Q & A with Mr. Iyengar and Annette Bening
I wasn't sure what to expect from a Q&A session between Mr. Iyengar and the actress Annette Bening. She's a movie star, nominated for two Academy Awards. She is also a long time, serious yoga practitioner. She's smart, focused, funny, lovely, and tough.
Mr. Iyengar, known as the "Lion of Pune" because of his silver mane and fantastic eyebrows, entered the stage, his cream colored robes pressed perfectly. They sat angled towards each other on wooden chairs. "How important is a sense of humor for a yoga practioner?" asked Ms. Bening. And with that, the 500 plus audience cracked up, as did Mr. Iyengar. "If there is no sense of humor," he answered, "then life is not worth living".
Mr. Iyengar can answer questions quickly, dismissively, or elaborate at great lengths, this last, as evidenced by his next answer. Ms. Bening asked Mr. Iyengar why he developed his approach to yoga based on alignment in asana. "My intelligence did not present itself in any way but in asana," he answered. He then talked at length about working with students who had medical problems, how alignment in asana could cure many illnesses, and how the very advanced practitioner can even learn to extend and contract the cells through focused intelligence.
Yoga can be an esoteric discipline.
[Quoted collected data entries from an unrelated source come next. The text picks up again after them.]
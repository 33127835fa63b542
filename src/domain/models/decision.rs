//! Output of the decision engine for one turn.

use serde::{Deserialize, Serialize};
use std::fmt;

use super::action::{Action, PushbackLevel};
use super::conversation::{ClosingSequence, CrossMapPair, ScoreDelta};
use super::phase::{ConstraintCategory, Phase};

/// Which stage of the decision algorithm produced the action.
#[derive(Debug, Clone, Copy, PartialEq, Eq, Hash, Serialize, Deserialize)]
#[serde(rename_all = "snake_case")]
pub enum DecisionRule {
    HardGate,
    ResistancePivot,
    CrossMapRedirect,
    TacticalRedirect,
    LowEffortPushback,
    ClosingScript,
    DefaultPhase,
    PostCompletion,
}

impl DecisionRule {
    pub const fn as_str(self) -> &'static str {
        match self {
            Self::HardGate => "hard_gate",
            Self::ResistancePivot => "resistance_pivot",
            Self::CrossMapRedirect => "cross_map_redirect",
            Self::TacticalRedirect => "tactical_redirect",
            Self::LowEffortPushback => "low_effort_pushback",
            Self::ClosingScript => "closing_script",
            Self::DefaultPhase => "default_phase",
            Self::PostCompletion => "post_completion",
        }
    }
}

impl fmt::Display for DecisionRule {
    fn fmt(&self, f: &mut fmt::Formatter<'_>) -> fmt::Result {
        f.write_str(self.as_str())
    }
}

/// A committed phase change.
#[derive(Debug, Clone, Copy, PartialEq, Eq, Serialize, Deserialize)]
pub struct PhaseTransition {
    pub from: Phase,
    pub to: Phase,
}

/// Key used to look up prompt overlay text.
#[derive(Debug, Clone, Copy, PartialEq, Eq, Hash, Serialize, Deserialize)]
pub struct OverlayKey {
    pub phase: Phase,
    pub action: Action,
}

/// New values for the per-turn counters owned by the decision engine.
#[derive(Debug, Clone, Copy, Default, PartialEq, Eq, Serialize, Deserialize)]
pub struct CounterUpdate {
    pub resistance_tracking: u32,
    pub tactical_drift: u32,
    pub low_effort_streak: u32,
    pub turns_in_phase: u32,
}

/// Everything a decision changes in the decision-owned slice of
/// `ConversationState`. `None` means "leave unchanged".
///
/// Applied in one step by [`ConversationState::apply`](super::ConversationState::apply).
#[derive(Debug, Clone, Default, PartialEq, Serialize, Deserialize)]
#[serde(default)]
pub struct StateDelta {
    pub scores: ScoreDelta,
    pub phase: Option<Phase>,
    pub counters: Option<CounterUpdate>,
    /// Set-once; ignored if the state already carries a diagnosis.
    pub constraint_category: Option<ConstraintCategory>,
    /// Outer `None` leaves the hypothesis alone, `Some(None)` clears it.
    pub hypothesis: Option<Option<ConstraintCategory>>,
    /// Set-once.
    pub root_signal: Option<ConstraintCategory>,
    pub surface_complaint: Option<ConstraintCategory>,
    pub pushback_level: Option<PushbackLevel>,
    pub closing: Option<ClosingSequence>,
    pub cross_map_attempt: Option<CrossMapPair>,
    pub record_action: Option<Action>,
}

impl StateDelta {
    pub fn is_empty(&self) -> bool {
        self == &Self::default()
    }
}

/// The decision engine's verdict for one turn.
#[derive(Debug, Clone, PartialEq, Serialize, Deserialize)]
pub struct Decision {
    pub action: Action,
    /// Phase in effect after this turn.
    pub phase: Phase,
    pub transition: Option<PhaseTransition>,
    pub rule: DecisionRule,
    pub delta: StateDelta,
    pub overlay: OverlayKey,
}

impl Decision {
    /// The single stable decision for a completed session.
    pub fn post_completion() -> Self {
        Self {
            action: Action::PostCompletion,
            phase: Phase::Complete,
            transition: None,
            rule: DecisionRule::PostCompletion,
            delta: StateDelta::default(),
            overlay: OverlayKey {
                phase: Phase::Complete,
                action: Action::PostCompletion,
            },
        }
    }

    pub const fn transitioned(&self) -> bool {
        self.transition.is_some()
    }
}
But Ms. Bening brought it right down to earth with the next two questions. Let's talk about lust, said Ms. Bening. The audience roared and I believe I saw Mr. Iyengar blush. She asked Mr. Iyengar to elaborate on the passage in "Light on Life" where he writes that as a teacher, he was exposed to temptation with his students. He said he developed a fierce demeaner to keep his female students at arms length. "A man faces lots of temptation in life," [women, too]. "I used to have students try to kiss my legs while demonstrating Virabhadrasana III." Everyone laughed loudly at the image of attractive young women kissing Mr. Iyengar's outstretched legs. And then came the lesson."I learned from my teachers not to do what they do. That if I fell prey to temptation, what would happen to my practice? It would die."
For those of us in partnership and with families, the next question and answer was a gift. Ms. Bening asked Mr. Iyengar to comment on a passage in "Light on Life," where he writes that being a householder is a form of spiritual practice. "Is yoga only to be practiced when you cannot face the disturbances of life? There is a frequent misunderstanding of the journey inward, that it's a rejection of the practical. To the contrary, spirituality is not ethereal but palpable, in our body. If we tidy and clean our house enough, we might notice that divinity has been sitting in it all along.
View a video clip of Ms. Bening reading a passage from Light on Life
Ms Bening's last question was, "Is yoga a religion?"
"There are two kinds of religion," Mr. Iyengar replied. "God made and man made. Man made has branches and demarcations. God made has none. And that is Yoga."